Table lens view of data matrix

Among the many weaknesses of my challenge demo is the way it simply dumps out a list of sequences (see comments on the demo. I decided to take a look at table lens after reading BiblioViz: a system for visualizing bibliography information -- see also Rao and Card's 1994 paper (doi:10.1145/191666.191776, there is a free PDF on Ramono Rao's web site), and DateLens (another product of the University of Maryland's Human -Computer Interaction Lab, who also gave us treemaps). I've hacked together some crude Javascript and CSS, taking some suggestions on Stack Overflow as a starting point (seems to work in Safari and Firefox, doesn't in IE6).

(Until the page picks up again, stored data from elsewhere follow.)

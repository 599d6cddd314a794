//! Error types for the store crate.

use std::path::PathBuf;

use wfd_types::ModelError;

/// Errors that can occur while loading a workflow.
#[derive(Debug, thiserror::Error)]
pub enum LoadError {
    /// The file could not be read.
    #[error("cannot read {path}: {source}")]
    Io {
        path: PathBuf,
        source: std::io::Error,
    },

    /// The file is not valid JSON.
    #[error("cannot parse {path}: {source}")]
    Parse {
        path: PathBuf,
        source: serde_json::Error,
    },

    /// The document has no `blocks` key.
    #[error("{path} has wrong format: no `blocks` list")]
    MissingBlocks { path: PathBuf },

    /// A protoblock manifest is unreadable or lacks a default name.
    #[error("bad protoblock manifest {path}: {reason}")]
    Manifest { path: PathBuf, reason: String },

    /// The loader configuration could not be read or parsed.
    #[error("configuration error: {0}")]
    Config(String),

    /// The document was read but its records are invalid.
    #[error(transparent)]
    Model(#[from] ModelError),
}

/// Convenience alias for load results.
pub type LoadResult<T> = Result<T, LoadError>;
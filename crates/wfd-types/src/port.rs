use crate::guid::{Guid, Keyed};
use crate::raw::RawPort;

/// A typed input or output of a block.
///
/// Identity is the [`Guid`]; every other field is descriptive and may
/// change between two versions of the same port.
#[derive(Clone, Debug)]
pub struct Port {
    pub guid: Guid,
    /// Data type name, e.g. `int` or `table`.
    pub kind: String,
    pub name: String,
    /// `P` flag: the port is a parameter.
    pub parameter: bool,
    /// `B` flag: the port is batched.
    pub batch: bool,
    /// `R` flag: history recording is enabled.
    pub history: bool,
}

impl Port {
    /// Build a port from its raw record. Absent flags read as `false`.
    pub fn from_raw(raw: &RawPort) -> Self {
        Self {
            guid: Guid::new(raw.guid.as_str()),
            kind: raw.kind.clone(),
            name: raw.name.clone(),
            parameter: raw.parameter.unwrap_or(false),
            batch: raw.batch.unwrap_or(false),
            history: raw
                .history
                .as_ref()
                .and_then(|h| h.enabled)
                .unwrap_or(false),
        }
    }

    /// Display title: `<name> (<type>)`.
    pub fn title(&self) -> String {
        format!("{} ({})", self.name, self.kind)
    }
}

impl Keyed for Port {
    fn key(&self) -> &Guid {
        &self.guid
    }
}

#[cfg(test)]
mod tests {
    use super::*;
    use serde_json::json;

    #[test]
    fn flags_default_to_false() {
        let raw: RawPort =
            serde_json::from_value(json!({"type": "int", "guid": "p1", "name": "count"})).unwrap();
        let port = Port::from_raw(&raw);
        assert!(!port.parameter);
        assert!(!port.batch);
        assert!(!port.history);
    }

    #[test]
    fn flags_read_from_record() {
        let raw: RawPort = serde_json::from_value(json!({
            "type": "table", "guid": "p2", "name": "rows",
            "parameter": true, "batch": true, "history": {"enabled": true}
        }))
        .unwrap();
        let port = Port::from_raw(&raw);
        assert!(port.parameter && port.batch && port.history);
    }

    #[test]
    fn title_includes_type() {
        let raw: RawPort =
            serde_json::from_value(json!({"type": "str", "guid": "p1", "name": "label"})).unwrap();
        assert_eq!(Port::from_raw(&raw).title(), "label (str)");
    }
}
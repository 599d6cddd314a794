//! Entity model for workflow diffing.
//!
//! A workflow is a graph of processing blocks whose ports are connected by
//! links. This crate provides the immutable, identity-keyed records built
//! from a parsed workflow document, and the [`Workflow`] snapshot that
//! aggregates them for one point in time.
//!
//! # Key Types
//!
//! - [`Guid`] / [`Keyed`] -- Stable identity and explicit key extraction
//! - [`Port`] -- A typed input/output of a block
//! - [`Block`] / [`BlockKind`] -- Composite or protoblock node of the graph
//! - [`BlockSettings`] / [`Position`] -- Value objects embedded in a block
//! - [`Link`] -- A connection between two ports
//! - [`Workflow`] -- A snapshot of all blocks and links
//! - [`ProtoblockNames`] -- Injected lookup of protoblock display names

pub mod block;
pub mod error;
pub mod guid;
pub mod link;
pub mod names;
pub mod policy;
pub mod port;
pub mod raw;
pub mod workflow;

pub use block::{Block, BlockKind, BlockSettings, Position, ProtoblockRef};
pub use error::{ModelError, ModelResult};
pub use guid::{Guid, Keyed};
pub use link::Link;
pub use names::{NoNames, ProtoblockCatalog, ProtoblockNames};
pub use policy::IntegrityPolicy;
pub use port::Port;
pub use raw::{RawBlock, RawDocument, RawLink, RawPort};
pub use workflow::Workflow;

The idea is to display a table in a fixed space. As you mouse over a cell, the contents of the cell, and the relevant row and column labels become visible. This enables you to get an overview of the full table, but still see individual items:


It's easier to show than explain. For example, take a look at The amphibian tree of life, or watch this short screencast:





There are some things to fix. Firstly, I group all sequences by NCBI taxon and gene "features". If there's more than one sequence for the same gene and taxon, I just show one of them (an obvious solution is to add a popup menu if there's more than one sequence). Secondly, the gene "names" are extracted from GenBank feature tables, and will include synonyms and duplicates (for example, a sequence may have a gene feature "RAG-1" and a CDS feature "recombination activating protein 1"). I've stored all of these as not every sequence is consistently labelled, so excluding one class of feature may loose all labels from a sequence. At some point it would be useful to cluster gene names (a task for another day).